Hank’s legacy lives on not just in many of the places you’ll see on this tour but in his descendants – in legend-in-his-own-right Hank Williams Jr, in his grandson Hank III, born Shelton Hank Williams in 1972, a punkabilly performer with almost as many fans as the patriarch, in Jett Williams, his daughter by a mistress who won her way to acceptance, and most recently in Holly Williams, Hank Jr’s daughter, whose debut album came out in 2005.
The younger generations have followed their own paths but, musically, they’ve found in turn that the roots run deeper than they’d ever imagined.




Mount Olive
There isn’t much to see in Mount Olive, Alabama, today, and there wasn’t much when Hiram “Hank” Williams was born here on September 17, 1923. Long gone is the double-pen log house where he made his debut. It was still called “the Kendrick place” after the man who built it in the late 1800s. In its place today is a barn on private property, but a half-mile south is the Mount Olive Baptist Church where Hank first sang as a toddler. It’s circled in the image below.


His parents were Elonzo “Lon” Huble Williams and Jessie Lillybelle Skipper Williams. He worked on the railroad; she played the organ at church; for a while they ran a general store.
Hank had an older sister, Irene, and a brother who died shortly after birth. Hank also had spinal defect that troubled him throughout his life, and which was further aggravated when he was thrown from a horse at age 17.

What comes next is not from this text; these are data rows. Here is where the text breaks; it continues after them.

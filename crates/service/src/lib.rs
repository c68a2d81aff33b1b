//! ## Gateway core
//!
//! Everything the host side of the bridge needs that does not touch a
//! socket: the object registry, the dynamic object model, the return
//! classifier, import views and the reflection seam. The server crate
//! frames commands off the wire and drives a [`Gateway`] with them.

pub mod classify;
pub mod objects;
pub mod reflect;
pub mod registry;
pub mod views;

use std::{net::SocketAddr, sync::Arc};

use codec::{DEFAULT_VIEW_ID, ENTRY_POINT_ID, ReturnValue, STATIC_MARKER, Token};
use parking_lot::RwLock;

use self::{
    objects::{BoundError, HostValue, ObjectRef, PeerProxy},
    reflect::{CallTarget, Reflection},
    registry::ObjectRegistry,
    views::{DEFAULT_VIEW_NAME, View},
};

#[derive(Debug, Clone, PartialEq, Eq)]
pub enum BridgeError {
    /// Malformed input, unknown tag, out-of-range access.
    Protocol(String),
    /// Id not bound and not a resolvable static id.
    UnknownObject(String),
    /// No overload matched, ambiguous member, receiver mismatch.
    Reflection(String),
    /// The invoked host code failed.
    Invocation(String),
    /// Socket closed, read or write failed, empty response, timeout.
    Network(String),
}

impl std::error::Error for BridgeError {}

impl std::fmt::Display for BridgeError {
    fn fmt(&self, f: &mut std::fmt::Formatter<'_>) -> std::fmt::Result {
        write!(f, "{:?}", self)
    }
}

impl BridgeError {
    pub fn kind(&self) -> &'static str {
        match self {
            Self::Protocol(_) => "protocol",
            Self::UnknownObject(_) => "unknown-object",
            Self::Reflection(_) => "reflection",
            Self::Invocation(_) => "invocation",
            Self::Network(_) => "network",
        }
    }

    pub fn message(&self) -> &str {
        match self {
            Self::Protocol(message)
            | Self::UnknownObject(message)
            | Self::Reflection(message)
            | Self::Invocation(message)
            | Self::Network(message) => message,
        }
    }
}

/// Observer of gateway lifecycle events. Notifications are synchronous;
/// a failing listener is logged and never affects the operation that
/// triggered it, nor the remaining listeners.
pub trait GatewayListener: Send + Sync {
    fn on_server_started(&self) -> Result<(), BridgeError> {
        Ok(())
    }

    fn on_server_stopped(&self) -> Result<(), BridgeError> {
        Ok(())
    }

    #[allow(unused_variables)]
    fn on_connection_started(&self, address: SocketAddr) -> Result<(), BridgeError> {
        Ok(())
    }

    #[allow(unused_variables)]
    fn on_connection_stopped(&self, address: SocketAddr) -> Result<(), BridgeError> {
        Ok(())
    }
}

pub struct GatewayOptions<R> {
    pub reflection: R,
    /// Root object the peer reaches through the well known id `t`.
    pub entry_point: Option<ObjectRef>,
}

/// The host-side facade: registry, reflection and classification behind
/// one handle, shared by every connection.
pub struct Gateway<R> {
    registry: ObjectRegistry,
    reflection: R,
    entry_point: Option<ObjectRef>,
    default_view: Arc<View>,
    listeners: RwLock<Vec<Arc<dyn GatewayListener>>>,
}

impl<R: Reflection> Gateway<R> {
    pub fn new(options: GatewayOptions<R>) -> Self {
        Self {
            registry: ObjectRegistry::default(),
            reflection: options.reflection,
            entry_point: options.entry_point,
            default_view: Arc::new(View::new(DEFAULT_VIEW_NAME)),
            listeners: RwLock::new(Vec::new()),
        }
    }

    /// Installs the well known bindings and notifies listeners. Must run
    /// before the first command is dispatched.
    pub fn startup(&self) {
        if let Some(entry_point) = &self.entry_point {
            self.registry.put(ENTRY_POINT_ID, entry_point.clone());
        }

        self.registry.put(DEFAULT_VIEW_ID, self.default_view.clone());
        self.notify("server started", |listener| listener.on_server_started());
    }

    /// Clears the registry. In-flight commands referencing released ids
    /// fail with object-not-found afterwards.
    pub fn shutdown(&self) {
        self.registry.clear();
        self.notify("server stopped", |listener| listener.on_server_stopped());
    }

    pub fn add_listener(&self, listener: Arc<dyn GatewayListener>) {
        self.listeners.write().push(listener);
    }

    pub fn connection_started(&self, address: SocketAddr) {
        self.notify("connection started", |listener| {
            listener.on_connection_started(address)
        });
    }

    pub fn connection_stopped(&self, address: SocketAddr) {
        self.notify("connection stopped", |listener| {
            listener.on_connection_stopped(address)
        });
    }

    fn notify(&self, event: &str, handle: impl Fn(&dyn GatewayListener) -> Result<(), BridgeError>) {
        for listener in self.listeners.read().iter() {
            if let Err(e) = handle(listener.as_ref()) {
                log::warn!("gateway listener failed: event={event}, err={e}");
            }
        }
    }

    pub fn registry(&self) -> &ObjectRegistry {
        &self.registry
    }

    pub fn reflection(&self) -> &R {
        &self.reflection
    }

    pub fn default_view(&self) -> &Arc<View> {
        &self.default_view
    }

    pub fn put_new_object(&self, object: ObjectRef) -> String {
        self.registry.put_new(object)
    }

    pub fn get_object(&self, id: &str) -> Option<ObjectRef> {
        self.registry.get(id)
    }

    pub fn delete_object(&self, id: &str) {
        self.registry.delete(id);
    }

    /// Resolves an id into a call receiver. Static ids resolve through
    /// the reflection capability (falling back to the default view for
    /// bare names) and are never registered.
    pub fn resolve_target(&self, id: &str) -> Result<CallTarget, BridgeError> {
        if let Some(name) = id.strip_prefix(STATIC_MARKER) {
            let fqn = self
                .resolve_class_name(name)
                .ok_or_else(|| BridgeError::UnknownObject(id.to_string()))?;

            return Ok(CallTarget::Static(fqn));
        }

        self.registry
            .get(id)
            .map(CallTarget::Instance)
            .ok_or_else(|| BridgeError::UnknownObject(id.to_string()))
    }

    /// Resolves a possibly bare class name, trying it verbatim first and
    /// then through the default view's imports.
    pub fn resolve_class_name(&self, name: &str) -> Option<String> {
        self.default_view
            .resolve(name, &|fqn| self.reflection.class_exists(fqn))
    }

    /// Decodes a wire token into a host value, looking references up in
    /// the registry and wrapping peer proxies.
    pub fn resolve_token(&self, token: Token) -> Result<HostValue, BridgeError> {
        Ok(match token {
            Token::Null => HostValue::Null,
            Token::Bool(value) => HostValue::Bool(value),
            Token::Int(value) => HostValue::Int(value),
            Token::Long(value) => HostValue::Long(value),
            Token::Double(value) => HostValue::Double(value),
            Token::Char(value) => HostValue::Char(value),
            Token::Str(value) => HostValue::Str(value),
            Token::Bytes(value) => HostValue::Bytes(value),
            Token::Decimal(value) => HostValue::Decimal(value),
            Token::Reference(id) => {
                if codec::is_static_id(&id) {
                    return Err(BridgeError::Protocol(format!(
                        "static reference not accepted as argument: {}",
                        id
                    )));
                }

                self.registry
                    .get(&id)
                    .map(HostValue::Object)
                    .ok_or(BridgeError::UnknownObject(id))?
            }
            Token::Proxy(id) => HostValue::Object(Arc::new(PeerProxy::new(id))),
        })
    }

    /// Encodes a host value for transmission to the peer as a command
    /// argument. Objects are registered so the peer can refer back to
    /// them; proxies travel home as their own peer-side id.
    pub fn value_to_token(&self, value: HostValue) -> Token {
        match value {
            HostValue::Null | HostValue::Void => Token::Null,
            HostValue::Bool(value) => Token::Bool(value),
            HostValue::Int(value) => Token::Int(value),
            HostValue::Long(value) => Token::Long(value),
            HostValue::Double(value) => Token::Double(value),
            HostValue::Char(value) => Token::Char(value),
            HostValue::Str(value) => Token::Str(value),
            HostValue::Bytes(value) => Token::Bytes(value),
            HostValue::Decimal(value) => Token::Decimal(value),
            HostValue::Object(object) => match object.as_proxy() {
                Some(proxy) => Token::Proxy(proxy.id.clone()),
                None => Token::Reference(self.registry.put_new(object)),
            },
        }
    }

    /// Classifies a host value into its return envelope, registering it
    /// when it is retained by id.
    pub fn classify(&self, value: HostValue) -> ReturnValue {
        classify::classify(&self.registry, value)
    }

    /// Binds a failure in the registry and folds it into an error
    /// envelope. Only reflection, invocation and network failures
    /// produce an inspectable throwable; protocol and unknown-object
    /// errors answer with their dedicated kinds.
    pub fn bind_error(&self, error: &BridgeError) -> ReturnValue {
        match error {
            BridgeError::UnknownObject(_) => ReturnValue::OBJECT_NOT_FOUND,
            BridgeError::Protocol(message) => ReturnValue::protocol_error(message.clone()),
            error => {
                let bound = Arc::new(BoundError::new(error.kind(), error.message()));
                ReturnValue::exception(self.registry.put_new(bound))
            }
        }
    }

    /// Invokes a method on a registered instance or a static class and
    /// classifies the result. All failures fold into error envelopes.
    pub fn invoke(&self, method: &str, target_id: &str, args: Vec<HostValue>) -> ReturnValue {
        match self.resolve_target(target_id) {
            Ok(target) => self.invoke_on(method, &target, args),
            Err(e) => self.bind_error(&e),
        }
    }

    pub fn invoke_on(&self, method: &str, target: &CallTarget, args: Vec<HostValue>) -> ReturnValue {
        let result = self
            .reflection
            .resolve_method(target, method, &args)
            .and_then(|callable| self.reflection.invoke(&callable, target, args));

        match result {
            Ok(value) => self.classify(value),
            Err(e) => self.bind_error(&e),
        }
    }

    /// Resolves a constructor by class name (bare names go through the
    /// default view), invokes it and classifies the new object.
    pub fn invoke_constructor(&self, class: &str, args: Vec<HostValue>) -> ReturnValue {
        let Some(fqn) = self.resolve_class_name(class) else {
            return self.bind_error(&BridgeError::Reflection(format!(
                "unknown class: {}",
                class
            )));
        };

        let result = self
            .reflection
            .resolve_constructor(&fqn, &args)
            .and_then(|callable| {
                self.reflection
                    .invoke(&callable, &CallTarget::Static(fqn), args)
            });

        match result {
            Ok(value) => self.classify(value),
            Err(e) => self.bind_error(&e),
        }
    }

    pub fn get_field(&self, target_id: &str, name: &str) -> ReturnValue {
        let result = self.resolve_target(target_id).and_then(|target| {
            self.reflection
                .resolve_field(&target, name)
                .and_then(|field| self.reflection.get_field(&field, &target))
        });

        match result {
            Ok(value) => self.classify(value),
            Err(e) => self.bind_error(&e),
        }
    }

    pub fn set_field(&self, target_id: &str, name: &str, value: HostValue) -> ReturnValue {
        let result = self.resolve_target(target_id).and_then(|target| {
            self.reflection
                .resolve_field(&target, name)
                .and_then(|field| self.reflection.set_field(&field, &target, value))
        });

        match result {
            Ok(()) => ReturnValue::Void,
            Err(e) => self.bind_error(&e),
        }
    }
}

The family moved with Lon’s railroad jobs, first to the outskirts of Georgiana, then in 1927 to McWilliams, where Hank attended his first two years of school.

Starting in January 1930 Lon was institutionalised often at veterans’ hospitals, first in Pensacola, Florida, then in Alexandria, Louisiana. It was “shell shock”, a delayed reaction to the horrors he’d experienced during World War I. He never came home again – Lilly divorced him during his 10-year absence.































Georgiana
When his father was first hospitalised, Lilly’s brother-in-law took Hank’s family in at the house in Garland where Lilly’s mother also lived. Then they moved into a dilapidated wooden shack on old Highway 31 in Georgiana, but it burned down a few months later, and they were offered a new house rent-free by Thaddeus B Rose, here on a street he’d named for himself.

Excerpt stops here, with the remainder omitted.